Sunday, April 10, 2016

Life In the Ice Age

          During long periods of the Earth's history, large areas of land have been covered by ice. As temperature fell, sheets of ice upto 200m thick spread across land and sea. The last of these ice ages had a dramatic effect on human and animal life.

          The earliest ice age occurred some 2300 million years ago. Geological evidence shows that succeeding ice ages lasted between 20 and 50 million years. As the climate cooled, glaciers formed at the North and South poles. The ice advanced and retreated in waves, known as glaciations. The most recent ice age entered its coldest period about 22000 years ago, when ice sheets covered much of North America and northern Eurasia. As the seas froze, the sea level fell by over 100 m in places, exposing bridges of land between land masses. The Bering Strait between Siberia and Alaska for example became dry land, allowing animals such as mammoths and deer to move between Asia and North America. After them came human hunters, the first humans to colonize North America. Camels and horses moved from the Americas into Asia. When the climate warmed, the ice melted, sea level rose, and this and other land bridges disappeared.

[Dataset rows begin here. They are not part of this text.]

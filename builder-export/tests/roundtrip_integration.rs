//! Export/Import Integration Tests
//!
//! Exercises the full template path through an editor:
//! - Button and grid scenarios through JSON
//! - JSON and YAML re-import
//! - Writing export files to disk
//! - Import failures leaving the editor untouched

use builder_core::{EditorState, ElementPatch, ElementType};
use builder_export::{
    import_file, import_into, parse_records, ExportFormat, ImportError, ImportFormat,
    TemplateExporter,
};
use proptest::prelude::*;

fn export(state: &EditorState, format: ExportFormat) -> String {
    TemplateExporter::with_defaults()
        .export(state.elements(), format)
        .expect("export")
}

// ============================================================================
// Scenarios
// ============================================================================

#[test]
fn test_button_scenario_json() {
    let mut state = EditorState::default();
    let id = state.add_element(ElementType::Button).expect("button");
    state.update_element(id, ElementPatch::text("en", "Submit"));

    let json: serde_json::Value =
        serde_json::from_str(&export(&state, ExportFormat::Json)).expect("valid json");
    let record = &json[0];
    assert_eq!(record["text"]["en"]["text"], "Submit");
    assert_eq!(record["style"]["backgroundColor"], "rgba(59, 130, 246, 1)");
    assert_eq!(record["style"]["left"], "50px");
    assert_eq!(record["style"]["top"], "50px");
    assert_eq!(record["editable"], true);
}

#[test]
fn test_grid_scenario_json() {
    let mut state = EditorState::default();
    let grid = state.add_element(ElementType::Grid).expect("grid");
    assert_eq!(state.children_of(grid).count(), 3);

    let json: serde_json::Value =
        serde_json::from_str(&export(&state, ExportFormat::Json)).expect("valid json");
    let records = json.as_array().expect("array");
    assert_eq!(records.len(), 1);
    let columns: Vec<&str> = records[0]["children"]
        .as_array()
        .expect("children")
        .iter()
        .filter_map(|child| child["style"]["gridColumn"].as_str())
        .collect();
    assert_eq!(columns, vec!["1 / 2", "2 / 3", "3 / 4"]);
}

#[test]
fn test_json_reimport_adds_one_element_per_record() {
    let mut state = EditorState::default();
    state.add_element(ElementType::Heading).expect("heading");
    state.add_element(ElementType::Grid).expect("grid");
    state.add_element(ElementType::Input).expect("input");
    let before = state.elements().len();
    let json = export(&state, ExportFormat::Json);

    let added = import_into(&mut state, ImportFormat::Json, &json).expect("import");
    assert_eq!(added, 3);
    assert_eq!(state.elements().len(), before + 3);
    assert!(state.elements()[before..]
        .iter()
        .all(|e| e.element_type() == ElementType::Div));
}

#[test]
fn test_yaml_reimport_keeps_names_and_text() {
    let mut state = EditorState::default();
    let id = state.add_element(ElementType::Paragraph).expect("paragraph");
    state.add_language("fr").expect("fr");
    state.update_element(id, ElementPatch::text("fr", "Bonjour"));
    state.update_element(
        id,
        ElementPatch {
            name: Some("intro".to_string()),
            editable: Some(false),
            ..ElementPatch::default()
        },
    );
    let yaml = export(&state, ExportFormat::Yaml);

    let mut target = EditorState::default();
    import_into(&mut target, ImportFormat::Yaml, &yaml).expect("import");
    let imported = &target.elements()[0];
    assert_eq!(imported.name, "intro");
    assert!(!imported.editable);
    assert_eq!(imported.text("en"), "New Element");
    assert_eq!(imported.content.get("fr"), Some("Bonjour"));
}

#[test]
fn test_malformed_json_leaves_list_unchanged() {
    let mut state = EditorState::default();
    state.add_element(ElementType::Div).expect("div");
    let before = state.elements().to_vec();

    let err = import_into(&mut state, ImportFormat::Json, "{not valid").expect_err("error");
    assert!(matches!(err, ImportError::InvalidJson(_)));
    assert_eq!(state.elements(), before.as_slice());
}

// ============================================================================
// Files
// ============================================================================

#[test]
fn test_write_all_formats_to_dir() {
    let dir = tempfile::tempdir().expect("tempdir");
    let mut state = EditorState::default();
    state.add_element(ElementType::Button).expect("button");
    let exporter = TemplateExporter::with_defaults();

    for format in ExportFormat::ALL {
        let path = exporter
            .write_to_dir(dir.path(), state.elements(), format)
            .expect("write");
        assert_eq!(path, dir.path().join(format.filename()));
        let contents = std::fs::read_to_string(&path).expect("read back");
        assert!(!contents.is_empty());
    }
}

#[test]
fn test_import_written_files() {
    let dir = tempfile::tempdir().expect("tempdir");
    let mut state = EditorState::default();
    state.add_element(ElementType::Div).expect("div");
    let exporter = TemplateExporter::with_defaults();

    let json_path = exporter
        .write_to_dir(dir.path(), state.elements(), ExportFormat::Json)
        .expect("json");
    let yaml_path = exporter
        .write_to_dir(dir.path(), state.elements(), ExportFormat::Yaml)
        .expect("yaml");

    let mut target = EditorState::default();
    assert_eq!(import_file(&mut target, &json_path).expect("json import"), 1);
    assert_eq!(import_file(&mut target, &yaml_path).expect("yaml import"), 1);
    assert_eq!(target.elements().len(), 2);

    let html_path = exporter
        .write_to_dir(dir.path(), state.elements(), ExportFormat::Html)
        .expect("html");
    assert!(matches!(
        import_file(&mut target, &html_path),
        Err(ImportError::UnsupportedFile(_))
    ));
    assert!(matches!(
        import_file(&mut target, &dir.path().join("missing.json")),
        Err(ImportError::Io(_))
    ));
}

// ============================================================================
// Properties
// ============================================================================

fn element_type() -> impl Strategy<Value = ElementType> {
    prop_oneof![
        Just(ElementType::Div),
        Just(ElementType::Button),
        Just(ElementType::Input),
        Just(ElementType::Heading),
        Just(ElementType::Paragraph),
        Just(ElementType::Grid),
    ]
}

fn build(types: &[ElementType], positions: &[(u16, u16)]) -> EditorState {
    let mut state = EditorState::default();
    for (element_type, (x, y)) in types.iter().zip(positions) {
        let id = state.add_element(*element_type).expect("add");
        state.update_element(id, ElementPatch::position(f32::from(*x), f32::from(*y)));
    }
    state
}

proptest! {
    #[test]
    fn prop_json_left_top_match_geometry(
        types in prop::collection::vec(element_type(), 1..8),
        positions in prop::collection::vec((0u16..1000, 0u16..700), 8),
    ) {
        let state = build(&types, &positions);
        let json: serde_json::Value =
            serde_json::from_str(&export(&state, ExportFormat::Json)).expect("json");
        let records = json.as_array().expect("array");
        let top_level: Vec<_> = state.top_level_elements().collect();
        prop_assert_eq!(records.len(), top_level.len());
        for (record, element) in records.iter().zip(top_level) {
            let left = format!("{}px", element.geometry.x);
            let top = format!("{}px", element.geometry.y);
            prop_assert_eq!(record["style"]["left"].as_str(), Some(left.as_str()));
            prop_assert_eq!(record["style"]["top"].as_str(), Some(top.as_str()));
        }
    }

    #[test]
    fn prop_json_import_restores_positions(
        types in prop::collection::vec(element_type(), 1..8),
        positions in prop::collection::vec((0u16..1000, 0u16..700), 8),
    ) {
        let state = build(&types, &positions);
        let json = export(&state, ExportFormat::Json);
        let mut target = EditorState::default();
        let added = import_into(&mut target, ImportFormat::Json, &json).expect("import");
        prop_assert_eq!(added, types.len());
        for (imported, original) in target.elements().iter().zip(state.top_level_elements()) {
            prop_assert!((imported.geometry.x - original.geometry.x).abs() < f32::EPSILON);
            prop_assert!((imported.geometry.y - original.geometry.y).abs() < f32::EPSILON);
        }
    }

    #[test]
    fn prop_yaml_round_trips_names_and_text(
        entries in prop::collection::vec(("[ -~\n]{0,24}", "[ -~\n]{0,24}"), 1..6),
    ) {
        let mut state = EditorState::default();
        for (name, text) in &entries {
            let id = state.add_element(ElementType::Div).expect("div");
            let mut patch = ElementPatch::text("en", text.clone());
            patch.name = Some(name.clone());
            state.update_element(id, patch);
        }
        let yaml = export(&state, ExportFormat::Yaml);
        let records = parse_records(ImportFormat::Yaml, &yaml).expect("parse");
        prop_assert_eq!(records.len(), entries.len());
        for (record, (name, text)) in records.iter().zip(&entries) {
            prop_assert_eq!(&record.name, name);
            prop_assert_eq!(&record.text["en"].text, text);
        }
    }
}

          Conditions were extremely harsh for the people lived near the ice sheets. Woolly mammoths were a valuable source of meat, skin for clothes and bones for weapons and carvings. Men hunted in groups, driving the mammoths up against cliff-faces so they could close in for the kill. They attacked with sharp weapons and spears made of flint and wood, and large stones. One mammoth provided enough meat to survive many months. Leftovers were stored in holes dug in the frozen ground. Bones and tusks made a framework for huts, covered with hides and turf.


          The last ice age reaches its coldest point around 18000 years ago. The Bering Strait floods over again as the ice melts and sea levels rise. Around 12000 years ago in Europe, glaciers retreat and the ice age ends.